The pull of Blighty was too strong and in 2012 he returned permanently to judge Britain’s Next Top Model with Abbey Clancy. Eight years ago he married Amati. “I found someone who loved me for me, not my job — which happened a lot when I was younger.”

Sculfor is now more contented than he ever imagined possible. He was momentarily shaken recently when he bumped into a photographer he used to work with who told him: “It’s a shame you never made it in life.”

“His metric was fame and fortune, so when he said that, at first I thought, oh yes, I didn’t quite make this or that. But then I wanted to lecture him.

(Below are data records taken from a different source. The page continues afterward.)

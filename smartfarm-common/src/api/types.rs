//! Shared API response envelope
//!
//! Every JSON response from the SmartFarm API uses the same envelope so
//! clients can handle success and failure uniformly:
//!
//! ```json
//! {"success": true, "message": "Success", "data": {...}, "error": null}
//! {"success": false, "message": "...", "data": null,
//!  "error": {"code": 400, "message": "...", "details": {...}}}
//! ```

use serde::{Deserialize, Serialize};
use serde_json::Value;

/// Error payload carried inside the envelope on failure
#[derive(Debug, Clone, Serialize, Deserialize)]
pub struct ErrorBody {
    /// HTTP status code mirrored into the body
    pub code: u16,
    /// Human-readable error message
    pub message: String,
    /// Field-keyed validation details (empty object when not applicable)
    pub details: Value,
}

/// Standardized API response wrapper
#[derive(Debug, Clone, Serialize, Deserialize)]
pub struct ApiEnvelope<T> {
    pub success: bool,
    pub message: String,
    pub data: Option<T>,
    pub error: Option<ErrorBody>,
}

impl<T: Serialize> ApiEnvelope<T> {
    /// Successful response with data
    pub fn success(data: T, message: impl Into<String>) -> Self {
        Self {
            success: true,
            message: message.into(),
            data: Some(data),
            error: None,
        }
    }
}

impl ApiEnvelope<Value> {
    /// Failed response with a status code and optional field details
    pub fn error(code: u16, message: impl Into<String>, details: Option<Value>) -> Self {
        let message = message.into();
        Self {
            success: false,
            message: message.clone(),
            data: None,
            error: Some(ErrorBody {
                code,
                message,
                details: details.unwrap_or_else(|| Value::Object(Default::default())),
            }),
        }
    }
}

#[cfg(test)]
mod tests {
    use super::*;
    use serde_json::json;

    #[test]
    fn test_success_envelope() {
        let envelope = ApiEnvelope::success(json!({"guid": "abc"}), "Created");

        let json = serde_json::to_value(&envelope).unwrap();
        assert_eq!(json["success"], true);
        assert_eq!(json["message"], "Created");
        assert_eq!(json["data"]["guid"], "abc");
        assert!(json["error"].is_null());
    }

    #[test]
    fn test_error_envelope_with_details() {
        let envelope = ApiEnvelope::error(
            400,
            "Region parameter is required",
            Some(json!({"region": ["This field is required."]})),
        );

        let json = serde_json::to_value(&envelope).unwrap();
        assert_eq!(json["success"], false);
        assert!(json["data"].is_null());
        assert_eq!(json["error"]["code"], 400);
        assert_eq!(json["error"]["details"]["region"][0], "This field is required.");
    }

    #[test]
    fn test_error_envelope_empty_details() {
        let envelope = ApiEnvelope::error(500, "An error occurred", None);
        let json = serde_json::to_value(&envelope).unwrap();
        assert!(json["error"]["details"].is_object());
    }
}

I thought, you don’t know what it takes to do the work I’ve done on myself — how many tearful moments and painful experiences I’d gone through to grow.”

He continues: “I’ve had the cars and watches and learnt there’s more to life — honesty and intimacy with friends and loved ones. Now I want to show people you can go through addiction and have a wonderful sober life and still succeed. Because by my metrics I couldn’t be more successful.”